• **Input material**:
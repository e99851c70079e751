//! # Switchboard Server
//!
//! Relay hub that lets game servers find each other and exchange messages.
//!
//! ## Usage
//!
//! ```bash
//! # Run with default settings
//! switchboard
//!
//! # Run with custom config
//! switchboard --config /path/to/switchboard.toml
//!
//! # Run with environment variables
//! SWITCHBOARD_PORT=27200 SWITCHBOARD_ALLOW_LIST="62.226.205.78:27015" switchboard
//! ```

mod config;
mod metrics;
mod server;
mod shutdown;

use anyhow::{bail, Context, Result};
use std::path::PathBuf;
use tracing_subscriber::{layer::SubscriberExt, util::SubscriberInitExt};

#[tokio::main]
async fn main() -> Result<()> {
    // Initialize tracing
    tracing_subscriber::registry()
        .with(
            tracing_subscriber::EnvFilter::try_from_default_env()
                .unwrap_or_else(|_| "switchboard=info".into()),
        )
        .with(tracing_subscriber::fmt::layer())
        .init();

    // Load configuration
    let config = match config_path_arg(std::env::args().skip(1))? {
        Some(path) => config::Config::from_file(&path)?.with_env_overrides()?,
        None => config::Config::load()?,
    };

    tracing::info!("Starting Switchboard on {}:{}", config.host, config.port);

    // Initialize metrics
    metrics::init_metrics();

    // Start the server
    server::run_server(config)
        .await
        .context("Relay hub stopped with an error")?;

    Ok(())
}

/// Parse `--config <path>` from the command line.
fn config_path_arg(mut args: impl Iterator<Item = String>) -> Result<Option<PathBuf>> {
    let mut path = None;

    while let Some(arg) = args.next() {
        match arg.as_str() {
            "--config" | "-c" => {
                let value = args.next().context("--config requires a path")?;
                path = Some(PathBuf::from(value));
            }
            other => bail!("Unknown argument: {other}"),
        }
    }

    Ok(path)
}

• **Task item**: Would you output all the records above exactly as written?

• **Output below**:
repository e99851c70079e751
//! # Switchboard Server
//!
//! Relay hub that lets game servers find each other and exchange messages.
//!
//! ## Usage
//!
//! ```bash
//! # Run with default settings
//! switchboard
//!
//! # Run with custom config
//! switchboard --config /path/to/switchboard.toml
//!
//! # Run with environment variables
//! SWITCHBOARD_PORT=27200 SWITCHBOARD_ALLOW_LIST="62.226.205.78:27015" switchboard
//! ```

mod config;
mod metrics;
mod server;
mod shutdown;

use anyhow::{bail, Context, Result};
use std::path::PathBuf;
use tracing_subscriber::{layer::SubscriberExt, util::SubscriberInitExt};

#[tokio::main]
async fn main() -> Result<()> {
    // Initialize tracing
    tracing_subscriber::registry()
        .with(
            tracing_subscriber::EnvFilter::try_from_default_env()
                .unwrap_or_else(|_| "switchboard=info".into()),
        )
        .with(tracing_subscriber::fmt::layer())
        .init();

    // Load configuration
    let config = match config_path_arg(std::env::args().skip(1))? {
        Some(path) => config::Config::from_file(&path)?.with_env_overrides()?,
        None => config::Config::load()?,
    };

    tracing::info!("Starting Switchboard on {}:{}", config.host, config.port);

    // Initialize metrics
    metrics::init_metrics();

    // Start the server
    server::run_server(config)
        .await
        .context("Relay hub stopped with an error")?;

    Ok(())
}

/// Parse `--config <path>` from the command line.
fn config_path_arg(mut args: impl Iterator<Item = String>) -> Result<Option<PathBuf>> {
    let mut path = None;

    while let Some(arg) = args.next() {
        match arg.as_str() {
            "--config" | "-c" => {
                let value = args.next().context("--config requires a path")?;
                path = Some(PathBuf::from(value));
            }
            other => bail!("Unknown argument: {other}"),
        }
    }

    Ok(path)
}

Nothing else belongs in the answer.